After thoroughly testing the drinking water, The Portland Water Bureau found no bacterial contamination. Still, residents are encouraged to run water for at least two minutes, or until the water runs cold, in order to flush out all contaminated water from plumbing systems.

Despite the report, the Portland Water Bureau  is still taking safety precautions, and will be draining and cleaning Reservoirs 1 and 5. The reservoirs will be back in service once they are declared safe. The Bureau commended customers for their patience and ensured that they would take all necessary action to protect the health and safety of their customers.

The alert was announced on Friday, May 23, after E. Coli and coliform were discovered in two of Portland’s main reservoirs — one at Mount Tabor and another one at the S.E 2nd Avenue and Salmon Street water sampling station. Water samples tested from May 20 to May 23 confirmed the reports. Residents in Burlington, City of Gresham, Lake Grove, Lorna Water, Palatine Hill, Rockwood, Tigard Water Service Area (including Durham, King City and Bull Mountain), Valley View, and the West Slope Water Districts were all affected.

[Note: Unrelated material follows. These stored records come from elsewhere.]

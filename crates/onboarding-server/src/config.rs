//! Server configuration

use std::time::Duration;

/// HTTP server settings, read from the environment
#[derive(Clone, Debug)]
pub struct ServerConfig {
    pub bind_addr: String,

    /// How often expired sessions are purged; `None` disables the task
    pub purge_interval: Option<Duration>,

    /// Default Stripe redirect after payment
    pub checkout_success_url: String,

    /// Default Stripe redirect when the user backs out
    pub checkout_cancel_url: String,
}

impl Default for ServerConfig {
    fn default() -> Self {
        Self {
            bind_addr: "0.0.0.0:3000".into(),
            purge_interval: Some(Duration::from_secs(3600)),
            checkout_success_url: "http://localhost:3000/onboarding/payment/success".into(),
            checkout_cancel_url: "http://localhost:3000/onboarding/payment/cancel".into(),
        }
    }
}

impl ServerConfig {
    /// | Env Var | Default |
    /// |---|---|
    /// | `BIND_ADDR` | `0.0.0.0:3000` |
    /// | `ONBOARDING_PURGE_INTERVAL_SECS` | `3600` (`0` disables) |
    /// | `ONBOARDING_CHECKOUT_SUCCESS_URL` | `http://localhost:3000/onboarding/payment/success` |
    /// | `ONBOARDING_CHECKOUT_CANCEL_URL` | `http://localhost:3000/onboarding/payment/cancel` |
    pub fn from_env() -> Self {
        let defaults = Self::default();

        let purge_interval = match std::env::var("ONBOARDING_PURGE_INTERVAL_SECS")
            .ok()
            .and_then(|v| v.parse::<u64>().ok())
        {
            Some(0) => None,
            Some(secs) => Some(Duration::from_secs(secs)),
            None => defaults.purge_interval,
        };

        Self {
            bind_addr: std::env::var("BIND_ADDR").unwrap_or(defaults.bind_addr),
            purge_interval,
            checkout_success_url: std::env::var("ONBOARDING_CHECKOUT_SUCCESS_URL")
                .unwrap_or(defaults.checkout_success_url),
            checkout_cancel_url: std::env::var("ONBOARDING_CHECKOUT_CANCEL_URL")
                .unwrap_or(defaults.checkout_cancel_url),
        }
    }
}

Residents were advised to boil water for at least one minute before drinking, brushing their teeth, and cooking. All cold water and ice prepared prior to the alert were poured out. This caused many residents to flock to local supermarkets and empty shelves of bottled water.

This was not the first time Portland’s water has been tainted. In fact, just a month ago, the water was contaminated after a teenage boy reportedly took a leak in a local reservoir.

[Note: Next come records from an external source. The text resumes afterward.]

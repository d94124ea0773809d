//! Plan Catalog
//!
//! Plans a client may select when starting onboarding. A plan with a
//! non-zero price routes the session through the payment branch.

use std::collections::HashMap;

use serde::{Deserialize, Serialize};

use crate::error::{OnboardingError, Result};

/// Billing interval
#[derive(Clone, Copy, Debug, PartialEq, Eq, Serialize, Deserialize)]
#[serde(rename_all = "lowercase")]
pub enum BillingInterval {
    Monthly,
    Yearly,
}

/// A subscription plan
#[derive(Clone, Debug, PartialEq, Eq, Serialize, Deserialize)]
pub struct Plan {
    pub id: String,
    pub name: String,
    pub description: String,
    pub price_cents: i64,
    pub currency: String,
    pub interval: BillingInterval,
    /// Provider-side price reference (e.g. a Stripe price id), when one exists
    #[serde(default)]
    pub gateway_price: Option<String>,
}

impl Plan {
    pub const fn is_paid(&self) -> bool {
        self.price_cents > 0
    }
}

/// Lookup table of selectable plans
#[derive(Clone, Debug, Default)]
pub struct PlanCatalog {
    plans: HashMap<String, Plan>,
}

impl PlanCatalog {
    pub fn new(plans: impl IntoIterator<Item = Plan>) -> Self {
        Self {
            plans: plans.into_iter().map(|p| (p.id.clone(), p)).collect(),
        }
    }

    /// Free, Starter and Pro tiers
    pub fn standard() -> Self {
        Self::new([
            Plan {
                id: "free".into(),
                name: "Free".into(),
                description: "One business, core features".into(),
                price_cents: 0,
                currency: "usd".into(),
                interval: BillingInterval::Monthly,
                gateway_price: None,
            },
            Plan {
                id: "starter".into(),
                name: "Starter".into(),
                description: "Up to three businesses and team seats".into(),
                price_cents: 1900, // $19/month
                currency: "usd".into(),
                interval: BillingInterval::Monthly,
                gateway_price: None,
            },
            Plan {
                id: "pro".into(),
                name: "Pro".into(),
                description: "Unlimited businesses, priority support".into(),
                price_cents: 4900, // $49/month
                currency: "usd".into(),
                interval: BillingInterval::Monthly,
                gateway_price: None,
            },
        ])
    }

    /// Attach a provider price reference to a plan
    #[must_use]
    pub fn with_gateway_price(mut self, plan_id: &str, price: impl Into<String>) -> Self {
        if let Some(plan) = self.plans.get_mut(plan_id) {
            plan.gateway_price = Some(price.into());
        }
        self
    }

    pub fn get(&self, plan_id: &str) -> Result<&Plan> {
        self.plans
            .get(plan_id)
            .ok_or_else(|| OnboardingError::PlanNotFound(plan_id.to_string()))
    }

    pub fn ids(&self) -> impl Iterator<Item = &str> {
        self.plans.keys().map(String::as_str)
    }
}

#[cfg(test)]
mod tests {
    use super::*;

    #[test]
    fn test_standard_catalog() {
        let catalog = PlanCatalog::standard();
        assert!(!catalog.get("free").unwrap().is_paid());
        assert_eq!(catalog.get("pro").unwrap().price_cents, 4900);
        assert!(matches!(catalog.get("gold"), Err(OnboardingError::PlanNotFound(_))));
    }

    #[test]
    fn test_gateway_price_attached() {
        let catalog = PlanCatalog::standard().with_gateway_price("pro", "price_123");
        assert_eq!(catalog.get("pro").unwrap().gateway_price.as_deref(), Some("price_123"));
    }
}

The Safe Water Drinking Act and the Total Coliform Rule requires all public water systems to be tested for harmful bacteria. According to the Portland Water Bureau, chlorine is used as a disinfectant to kill coliforms (bacteria found in food and water). Ammonia is also added to form chloramines — a more powerful and longer lasting disinfectant than chlorine.

The Portland Water Bureau is still investigating the cause of the contamination and is making sure all procedures were followed properly, and all standards were maintained. They are encouraging people to share the new information with residents who live in apartments, nursing homes, schools, and businesses where people might not have received the notice directly.